A Love Letter to The Drive-in Movie Theater

It is a gorgeous summer night in Canada. A Wednesday. Carload night. Nine of us pack into my parents’ mini van, even though there are just seven seats. We sit on laps, on the floor, or otherwise we put the seats down entirely and sit cross-legged in the back. There is barely enough room for all of us, even less with our home-popped popcorn, our bags of chips, our gummies, our chocolate or possibly our supper, if we’d missed it–hot dogs and hamburgers. We do this because we know our destination is only a 10-minute, unpoliced drive from the cottage and paying an extra 8$ for a second car is out of the question.

We pull up to the gates at 8:15pm. The words “Drive-in” are written in blazing neon on the large sign that beckons us in. The vague start time listed on the posters is simply “at dusk,” but we’ve learned to time it perfectly. 8:15 is early enough to a good spot (centre, two rows back), but late enough to minimize our wait time. The young woman in the booth takes our money, rolling her eyes at our overstuffed vehicle. To her, we must look like a tin of movie-going anchovies, but we don’t care. We beat the system.

Inside, we catch our first glimpse of the screen. It is monstrous. It is seemingly colossal compared to the portable DVD player we use to watch movies at the cottage. The sunset around us only adds to its magnificence. Children run around the open field, yelling, playing and being narrowly missed by drivers looking for the perfect place to park. We pull into our favorite spot. It’s available, of course. It always is.

The line for the concessions is long, and the bathroom line is longer. We already peed, and are set for food, but we enter the building just to see the posters for the upcoming films that summer. We race back to the car as the first trailer begins. Our radio is tuned to the right station, and Will Smith’s voice booms from the speakers.

It matters little what the movies are, but we hope that the first is big, loud and expensive, and the second is rated R. Usually, we’re not allowed to watch R-rated movies, but those rules don’t apply at the drive-in. No rules seem to apply at the drive in. The parents figure that the kids will probably be asleep by that point anyway, and even if they aren’t, the parents are. Seat belts, bedtimes and MPAA regulations are tossed to the wind for one night only.

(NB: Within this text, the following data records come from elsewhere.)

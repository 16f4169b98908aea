//! Replica set topology discovery.

use clusterwatch_adapters::{AdapterError, ClusterClient};
use clusterwatch_types::{MemberSlot, ReplicaMember};
use tracing::{debug, info};

use crate::error::MonitorError;

/// The members reported by the replication status, in reported order.
///
/// Member `i` owns slot `i`. The slot count is fixed until the next
/// discovery.
#[derive(Debug, Clone, Default, PartialEq, Eq)]
pub struct Topology {
    members: Vec<ReplicaMember>,
}

impl Topology {
    pub fn new(members: Vec<ReplicaMember>) -> Self {
        Self { members }
    }

    pub fn members(&self) -> &[ReplicaMember] {
        &self.members
    }

    pub fn member(&self, slot: MemberSlot) -> Option<&ReplicaMember> {
        self.members.get(slot.index())
    }

    /// Number of member slots.
    pub fn len(&self) -> usize {
        self.members.len()
    }

    pub fn is_empty(&self) -> bool {
        self.members.is_empty()
    }

    pub fn slots(&self) -> impl Iterator<Item = MemberSlot> {
        MemberSlot::range(self.members.len())
    }

    /// The primary's slot, if a primary is currently elected.
    pub fn primary(&self) -> Option<MemberSlot> {
        self.members
            .iter()
            .position(ReplicaMember::is_primary)
            .map(MemberSlot)
    }
}

/// Run the replication status command and record one slot per member.
///
/// An error or an empty member list is `TopologyUnavailable`: a monitor with
/// no slots would never observe anything.
pub async fn discover(client: &dyn ClusterClient) -> Result<Topology, MonitorError> {
    debug!(endpoint = client.description(), "Discovering replica set topology");

    let members = client
        .replica_set_members()
        .await
        .map_err(MonitorError::TopologyUnavailable)?;

    if members.is_empty() {
        return Err(MonitorError::TopologyUnavailable(AdapterError::Unsupported(
            "replica set reported no members".to_string(),
        )));
    }

    for (slot, member) in MemberSlot::range(members.len()).zip(&members) {
        info!(slot = %slot, name = %member.name, state = %member.state, "Replica set member");
    }

    Ok(Topology::new(members))
}

#[cfg(test)]
mod tests {
    use super::*;
    use clusterwatch_adapters::memory::InMemoryCluster;

    #[tokio::test]
    async fn test_discover_three_members() {
        let cluster = InMemoryCluster::replica_set(&["a:27017", "b:27017", "c:27017"]);

        let topology = discover(&cluster).await.unwrap();
        assert_eq!(topology.len(), 3);
        assert_eq!(topology.primary(), Some(MemberSlot(0)));
        assert_eq!(
            topology.member(MemberSlot(2)).map(|m| m.name.as_str()),
            Some("c:27017")
        );
        assert_eq!(topology.slots().count(), 3);
    }

    #[tokio::test]
    async fn test_discover_fails_without_replication() {
        let cluster = InMemoryCluster::replica_set(&["a:27017"]);
        cluster.set_topology_unavailable(true);

        let err = discover(&cluster).await.unwrap_err();
        assert!(matches!(
            err,
            MonitorError::TopologyUnavailable(AdapterError::Unsupported(_))
        ));
    }

    #[tokio::test]
    async fn test_discover_fails_on_empty_member_list() {
        let cluster = InMemoryCluster::new();

        let err = discover(&cluster).await.unwrap_err();
        assert!(matches!(err, MonitorError::TopologyUnavailable(_)));
    }

    #[tokio::test]
    async fn test_discover_fails_when_unreachable() {
        let cluster = InMemoryCluster::replica_set(&["a:27017"]);
        cluster.set_unavailable(true);

        let err = discover(&cluster).await.unwrap_err();
        assert!(matches!(
            err,
            MonitorError::TopologyUnavailable(AdapterError::Connection(_))
        ));
    }
}
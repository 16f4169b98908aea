//! Tracing subscriber setup.

use std::fs::File;
use std::path::Path;
use std::sync::Arc;

use anyhow::{Context, Result};
use tracing_subscriber::EnvFilter;

/// Log file used while the terminal UI owns stdout.
pub const LOG_FILE: &str = "clusterwatch.log";

/// Where log records go.
#[derive(Debug, Clone, Copy, PartialEq, Eq)]
pub enum LogTarget<'a> {
    Stderr,
    File(&'a Path),
}

/// Build the filter: `RUST_LOG` if set, otherwise `default_level`.
pub fn env_filter(default_level: &str) -> EnvFilter {
    EnvFilter::try_from_default_env()
        .or_else(|_| EnvFilter::try_new(default_level))
        .unwrap_or_else(|_| EnvFilter::new("info"))
}

/// Install the global subscriber.
pub fn init(default_level: &str, target: LogTarget<'_>) -> Result<()> {
    let filter = env_filter(default_level);

    let installed = match target {
        LogTarget::Stderr => tracing_subscriber::fmt()
            .with_env_filter(filter)
            .with_writer(std::io::stderr)
            .try_init(),
        LogTarget::File(path) => {
            let file = File::create(path)
                .with_context(|| format!("Failed to create log file {}", path.display()))?;
            tracing_subscriber::fmt()
                .with_env_filter(filter)
                .with_writer(Arc::new(file))
                .with_ansi(false)
                .try_init()
        }
    };
    installed.map_err(|e| anyhow::anyhow!("Failed to install tracing subscriber: {e}"))
}
//! Qualified collection names.

use core::fmt;

/// A collection qualified by the database it lives in.
///
/// Two collections with the same name in different databases are distinct keys.
/// Keys order by database first, then collection.
#[derive(Debug, Clone, PartialEq, Eq, PartialOrd, Ord, Hash)]
pub struct CollectionKey {
    /// Database name.
    pub database: String,
    /// Collection name within the database.
    pub collection: String,
}

impl CollectionKey {
    /// Create a key for `database.collection`.
    pub fn new(database: impl Into<String>, collection: impl Into<String>) -> Self {
        Self {
            database: database.into(),
            collection: collection.into(),
        }
    }

    /// Parse a `database.collection` namespace string.
    ///
    /// Database names cannot contain dots, so the first dot separates the two
    /// parts; the collection name may contain further dots.
    pub fn parse(namespace: &str) -> Option<Self> {
        let (database, collection) = namespace.split_once('.')?;
        if database.is_empty() || collection.is_empty() {
            return None;
        }
        Some(Self::new(database, collection))
    }
}

impl fmt::Display for CollectionKey {
    fn fmt(&self, f: &mut fmt::Formatter<'_>) -> fmt::Result {
        write!(f, "{}.{}", self.database, self.collection)
    }
}

// Serialized as a "database.collection" string so that keyed maps stay valid JSON objects.
#[cfg(feature = "serde")]
impl serde::Serialize for CollectionKey {
    fn serialize<S: serde::Serializer>(&self, serializer: S) -> Result<S::Ok, S::Error> {
        serializer.collect_str(self)
    }
}

#[cfg(feature = "serde")]
impl<'de> serde::Deserialize<'de> for CollectionKey {
    fn deserialize<D: serde::Deserializer<'de>>(deserializer: D) -> Result<Self, D::Error> {
        let namespace = String::deserialize(deserializer)?;
        CollectionKey::parse(&namespace).ok_or_else(|| {
            serde::de::Error::custom(format!("invalid collection namespace: {}", namespace))
        })
    }
}
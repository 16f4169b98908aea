//! Replica set members as reported by the replication status command.

/// A replica set member.
#[derive(Debug, Clone, PartialEq, Eq)]
#[cfg_attr(feature = "serde", derive(serde::Serialize, serde::Deserialize))]
pub struct ReplicaMember {
    /// Member address, `host:port`.
    pub name: String,
    /// Replication state, e.g. "PRIMARY", "SECONDARY".
    pub state: String,
    /// Whether the member reports itself reachable.
    pub healthy: bool,
}

impl ReplicaMember {
    /// Create a healthy member with the given address and state.
    pub fn new(name: impl Into<String>, state: impl Into<String>) -> Self {
        Self {
            name: name.into(),
            state: state.into(),
            healthy: true,
        }
    }

    /// Whether this member is the current primary.
    pub fn is_primary(&self) -> bool {
        self.state == "PRIMARY"
    }
}
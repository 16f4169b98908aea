//! Theme configuration for the TUI.
//!
//! Supports light and dark themes with automatic terminal detection.

use ratatui::style::{Color, Modifier, Style};
use ratatui::widgets::block::BorderType;

use crate::data::{ActivityLevel, SlotStatus};

/// Color and style theme for the TUI.
///
/// Use [`Theme::auto_detect()`] for automatic theme selection based on
/// terminal background, or [`Theme::dark()`]/[`Theme::light()`] explicitly.
#[derive(Debug, Clone)]
pub struct Theme {
    /// Accent color for highlights and active elements.
    pub highlight: Color,
    /// Color for collections that grew.
    pub growth: Color,
    /// Color for collections that shrank or were removed.
    pub shrink: Color,
    /// Color for failures.
    pub failure: Color,
    /// Color for borders and separators.
    pub border: Color,
    /// Border color of a slot that just changed.
    pub flash: Color,
    /// Style for header rows in tables.
    pub header: Style,
    /// Style for selected/highlighted rows.
    pub selected: Style,
    /// Style for the active tab.
    pub tab_active: Style,
    /// Style for inactive tabs.
    pub tab_inactive: Style,
    /// Border style (rounded, plain, etc.).
    pub border_type: BorderType,
}

impl Theme {
    /// Create a dark theme suitable for dark terminal backgrounds.
    pub fn dark() -> Self {
        Self {
            highlight: Color::Cyan,
            growth: Color::Green,
            shrink: Color::Yellow,
            failure: Color::Red,
            border: Color::Gray,
            flash: Color::LightGreen,
            header: Style::default().fg(Color::Cyan).add_modifier(Modifier::BOLD),
            selected: Style::default().bg(Color::DarkGray).add_modifier(Modifier::BOLD),
            tab_active: Style::default().fg(Color::Cyan).add_modifier(Modifier::BOLD),
            tab_inactive: Style::default().fg(Color::Gray),
            border_type: BorderType::Rounded,
        }
    }

    /// Create a light theme suitable for light terminal backgrounds.
    pub fn light() -> Self {
        Self {
            highlight: Color::Blue,
            growth: Color::Green,
            shrink: Color::Magenta,
            failure: Color::Red,
            border: Color::DarkGray,
            flash: Color::Green,
            header: Style::default().fg(Color::Blue).add_modifier(Modifier::BOLD),
            selected: Style::default().bg(Color::LightBlue).add_modifier(Modifier::BOLD),
            tab_active: Style::default().fg(Color::Blue).add_modifier(Modifier::BOLD),
            tab_inactive: Style::default().fg(Color::DarkGray),
            border_type: BorderType::Rounded,
        }
    }

    /// Auto-detect based on terminal background
    pub fn auto_detect() -> Self {
        match terminal_light::luma() {
            Ok(luma) if luma > 0.5 => Self::light(),
            _ => Self::dark(),
        }
    }

    pub fn slot_style(&self, status: SlotStatus) -> Style {
        match status {
            SlotStatus::Quiet => Style::default().add_modifier(Modifier::DIM),
            SlotStatus::Changed => Style::default().fg(self.growth).add_modifier(Modifier::BOLD),
            SlotStatus::Failed => Style::default().fg(self.failure).add_modifier(Modifier::BOLD),
        }
    }

    pub fn activity_style(&self, level: ActivityLevel) -> Style {
        match level {
            ActivityLevel::Info => Style::default().add_modifier(Modifier::BOLD),
            ActivityLevel::Growth => Style::default().fg(self.growth),
            ActivityLevel::Shrink => Style::default().fg(self.shrink),
            ActivityLevel::Error => Style::default().fg(self.failure),
        }
    }
}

This is not to say that the experience isn’t without its faults. Rain is a big–and frequent problem. Fog is also a major issue. Here’s something you probably didn’t know: a car full of kids can produce much more steam than the high school couple making out just two cars over. You could always roll down the windows, but that only invites in the swarm of mosquitoes already circling the vehicle in search of young blood. Car batteries die, kids fart, and there is always some dickhead who doesn’t know how to turn off his headlights, but in the end, it all feels worth it.

None of these problems seem to matter as we sit, loudly watching Harry Potter and the Something or Other or the latest Pixar smash. We lose at least two kids before the third act, but the resilient among us are treated to the second film, some obscene bloodbath featuring themes more “adult” than our young eyes have ever been privy to. Naturally, we love every minute of it.

It is nearly 2am by the time it’s over. Most of the children and at least one parent is asleep. We shake them awake, and the engine is started. We pull into the exit line as the final credits roll, exhaustedly recounting our favorite moments.

For us, this all ended in 2008, when the local drive-in was closed for good. It was no great surprise. It’s hard to imagine that such an operation can remain profitable, especially one run like ours was. I believe the land was purchased by some developer, who has yet to do anything with it. Which is why, nearly ten years later, the structure still stands, matted and unkempt, ready for the latest blockbuster stink-fest to be projected against it.

I still go to the drive-in when I can. It’s a different location now, nearly an hour away from my house, and much has changed. The tickets are $12, per person, and the movies are arguably worse. But even now, as I watch the day turn into night and the coming attractions start to run, I have the same thought I did as a bewildered 10-year old starring up at that gargantuan screen not ten minutes from my cottage.

I think, this is what movies are all about.